Our experience with Postgres Operator for Kubernetes by Zalando

Our efforts in analyzing existing Kubernetes operators for PostgreSQL resulted in this comparison. And now we’d like to share our practical experience and fascinating lessons learned while using the solution of our choice — Postgres Operator by Zalando.

Installing & getting started

To deploy the operator, download the current release from GitHub and apply YAML files from the manifests directory. Alternatively, you can use the OperatorHub.

After the installation is complete, proceed to setting up log and backup storage. It is performed via the postgres-operator ConfigMap in the namespace where the operator is installed. Well, let us proceed to deploying the first PostgreSQL cluster.

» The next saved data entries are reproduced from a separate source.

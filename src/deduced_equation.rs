//! A solved form produced while eliminating variables.

use std::fmt;

use crate::bigint::BigInt;
use crate::error::Result;
use crate::sum::Sum;
use crate::term::Term;
use crate::variable::VariableId;

/// `x[target] = right_side_terms + right_side_constant`.
///
/// Produced only by [`crate::Equation::solve_for`] and
/// [`crate::Equation::eliminate`]; `target` never changes once a
/// `DeducedEquation` exists, even as substitution zeroes out terms on its
/// right-hand side.
#[derive(Clone, Debug, PartialEq, Eq)]
pub struct DeducedEquation {
    pub target: VariableId,
    pub right_side_terms: Sum,
    pub right_side_constant: BigInt,
}

impl DeducedEquation {
    pub fn new(target: VariableId, right_side_terms: Sum, right_side_constant: BigInt) -> Self {
        DeducedEquation { target, right_side_terms, right_side_constant }
    }

    pub fn add_term(&mut self, term: Term) {
        self.right_side_terms.add_term(term);
    }

    pub fn coefficients_modulo(&mut self, modulus: &BigInt) -> Result<()> {
        self.right_side_terms.coefficients_modulo(modulus)
    }

    /// Folds a known value for `variable` into the constant, zeroing its
    /// term on the right-hand side if present.
    pub fn substitute_assignment(&mut self, variable: VariableId, value: &BigInt) {
        if let Some(coefficient) = self
            .right_side_terms
            .set_coefficient_of_variable_to_zero(variable)
        {
            self.right_side_constant += &(&coefficient * value);
        }
    }
}

impl fmt::Display for DeducedEquation {
    fn fmt(&self, f: &mut fmt::Formatter<'_>) -> fmt::Result {
        write!(f, "{} = {} + {}", self.target, self.right_side_terms, self.right_side_constant)
    }
}
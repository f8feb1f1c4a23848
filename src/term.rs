//! A single (coefficient, variable) pair.

use std::fmt;

use crate::bigint::BigInt;
use crate::error::Result;
use crate::variable::VariableId;

/// One summand of a [`crate::Sum`]: `coefficient * x[variable]`.
///
/// The uniqueness-of-variable and ascending-order invariants are owned by
/// `Sum`, not by `Term` itself -- a lone `Term` has no way to violate them.
#[derive(Clone, Debug, PartialEq, Eq)]
pub struct Term {
    pub coefficient: BigInt,
    pub variable: VariableId,
}

impl Term {
    pub fn new(coefficient: BigInt, variable: VariableId) -> Self {
        Term { coefficient, variable }
    }

    pub fn is_zero(&self) -> bool {
        self.coefficient.is_zero()
    }

    pub fn divide_coefficient_by(&mut self, divisor: &BigInt) -> Result<()> {
        self.coefficient = self.coefficient.checked_div(divisor)?;
        Ok(())
    }

    pub fn coefficient_modulo(&mut self, modulus: &BigInt) -> Result<()> {
        self.coefficient = self.coefficient.sym_mod(modulus)?;
        Ok(())
    }

    pub fn set_coefficient_to_zero(&mut self) {
        self.coefficient = BigInt::zero();
    }
}

impl fmt::Display for Term {
    fn fmt(&self, f: &mut fmt::Formatter<'_>) -> fmt::Result {
        write!(f, "({})*{}", self.coefficient, self.variable)
    }
}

Here is our deployment manifest:

apiVersion: acid.zalan.do/v1
kind: postgresql
metadata:
 name: staging-db
spec:
 numberOfInstances: 3
 patroni:
   synchronous_mode: true
 postgresql:
   version: "12"
 resources:
   limits:
     cpu: 100m
     memory: 1Gi
   requests:
     cpu: 100m
     memory: 1Gi
 sidecars:
 - env:
   - name: DATA_SOURCE_URI
     value: 127.0.0.1:5432
   - name: DATA_SOURCE_PASS
     valueFrom:
       secretKeyRef:
         key: password
         name: postgres.staging-db.credentials
   - name: DATA_SOURCE_USER
     value: postgres
   image: wrouesnel/postgres_exporter
   name: prometheus-exporter
   resources:
     limits:
       cpu: 500m
       memory: 100Mi
     requests:
       cpu: 100m
       memory: 100Mi
 teamId: staging
 volume:
   size: 2Gi

This manifest creates a cluster consisting of three instances with attached postgres_exporter sidecar containers used for exporting PostgreSQL server metrics. As you can see, the process is very straightforward, and you can deploy as many clusters as you like.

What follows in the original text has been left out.